__About this task__.
In the records that follow, the lines from the one containing "and top sellers.\n\" to the one containing "#![allow(clippy::too_long_first_doc_paragraph)]", inclusive, are to be given again exactly.

+++ Data listing

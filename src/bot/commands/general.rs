//! General Discord commands - ping and help.
//! This module contains simple commands that don't require database operations.

// Inner module to suppress missing_docs warnings for poise macro-generated code
mod inner {
    #![allow(missing_docs)]

    use crate::{bot::Context, errors::Result};

    /// Responds with "Pong!" to test bot connectivity.
    #[poise::command(slash_command, prefix_command)]
    pub async fn ping(ctx: Context<'_>) -> Result<()> {
        ctx.say("Pong!").await?;
        Ok(())
    }

    /// Displays help information about available commands.
    #[poise::command(slash_command, prefix_command)]
    pub async fn help(ctx: Context<'_>) -> Result<()> {
        let help_text = "**StockBuddy Help**\n\
        Here is a summary of all available commands.\n\n\
        **Employee Commands**\n\
        • `/products [search]` - Lists the catalog with stock levels.\n\
        • `/stock_in <product> <quantity> [note]` - Requests adding stock.\n\
        • `/stock_out <product> <quantity> [note]` - Requests removing stock.\n\
        • `/request_new_product <name> <quantity> [note]` - Asks for a product that is not in the catalog.\n\
        • `/edit_request <id> <quantity> [note]` - Changes one of your pending requests.\n\
        • `/my_requests` - Shows your requests and their status.\n\n\
        **Admin Commands**\n\
        • `/pending` - Lists requests awaiting a decision.\n\
        • `/approve <id>` / `/reject <id>` - Resolves a request.\n\
        • `/adjust <product> <in|out> <amount> [note]` - Changes stock directly (audited).\n\
        • `/product <add|set_stock|delete|low>` - Manages the catalog.\n\
        • `/stats` - Shows stock movement and top sellers.\n\
        • `/history` - Shows recently resolved requests.\n\
        • `/cleanup` - Purges old resolved requests now.\n\n\
        **Utility Commands**\n\
        • `/ping` - Checks if the bot is responsive.\n\
        • `/help` - Shows this help message.";

        ctx.say(help_text).await?;
        Ok(())
    }
}

// Re-export all commands
pub use inner::*;
//! Discord command implementations organized by audience.

#![allow(clippy::too_long_first_doc_paragraph)]

/// Admin commands: review queue, adjustments, statistics, cleanup
pub mod admin;

/// General utility commands
pub mod general;

/// Product catalog commands
pub mod product;

/// Employee request commands
pub mod request;

use crate::{bot::BotData, errors::Error};

/// Every command the bot registers.
#[must_use]
pub fn all() -> Vec<poise::Command<BotData, Error>> {
    vec![
        general::ping(),
        general::help(),
        product::products(),
        product::product(),
        request::stock_in(),
        request::stock_out(),
        request::request_new_product(),
        request::edit_request(),
        request::my_requests(),
        admin::pending(),
        admin::approve(),
        admin::reject(),
        admin::adjust(),
        admin::stats(),
        admin::history(),
        admin::cleanup(),
    ]
}
//! Shared test utilities.
//!
//! This module provides common helper functions for setting up test databases
//! and creating test entities with sensible defaults.

use crate::{
    core::{
        product,
        request::{self, Actor, NewRequest},
        store::Store,
    },
    entities,
    errors::Result,
};

/// Creates an in-memory `SQLite` store with all tables initialized.
/// This is the standard setup for all integration tests.
pub async fn setup_test_store() -> Result<Store> {
    let db = sea_orm::Database::connect("sqlite::memory:").await?;
    crate::config::database::create_tables(&db).await?;
    Ok(Store::new(db))
}

/// The employee used by default in tests.
#[must_use]
pub fn test_employee() -> Actor {
    Actor::new("u-1", "Ana")
}

/// The admin used by default in tests.
#[must_use]
pub fn test_admin() -> Actor {
    Actor::new("admin-1", "Boss")
}

/// Creates a test product named "Test Product" (size "M") with the given stock.
pub async fn create_test_product(store: &Store, stock: i64) -> Result<entities::product::Model> {
    product::create_product(
        store,
        "Test Product".to_string(),
        Some("M".to_string()),
        stock,
    )
    .await
}

/// Submits a pending request from [`test_employee`] against `product`.
pub async fn submit_test_request(
    store: &Store,
    product: &entities::product::Model,
    quantity: i64,
) -> Result<entities::request::Model> {
    request::submit(
        store,
        &test_employee(),
        NewRequest {
            product_id: Some(product.id),
            product_name: product.name.clone(),
            quantity,
            note: None,
            action: None,
        },
    )
    .await
}

/// Sets up a store holding one product with the given stock.
/// Returns (store, product) for common test scenarios.
pub async fn setup_with_product(stock: i64) -> Result<(Store, entities::product::Model)> {
    let store = setup_test_store().await?;
    let product = create_test_product(&store, stock).await?;
    Ok((store, product))
}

++++++

__Written answer__.
        • `/stats` - Shows stock movement and top sellers.\n\
        • `/history` - Shows recently resolved requests.\n\
        • `/cleanup` - Purges old resolved requests now.\n\n\
        **Utility Commands**\n\
        • `/ping` - Checks if the bot is responsive.\n\
        • `/help` - Shows this help message.";

        ctx.say(help_text).await?;
        Ok(())
    }
}

// Re-export all commands
pub use inner::*;
//! Discord command implementations organized by audience.

#![allow(clippy::too_long_first_doc_paragraph)]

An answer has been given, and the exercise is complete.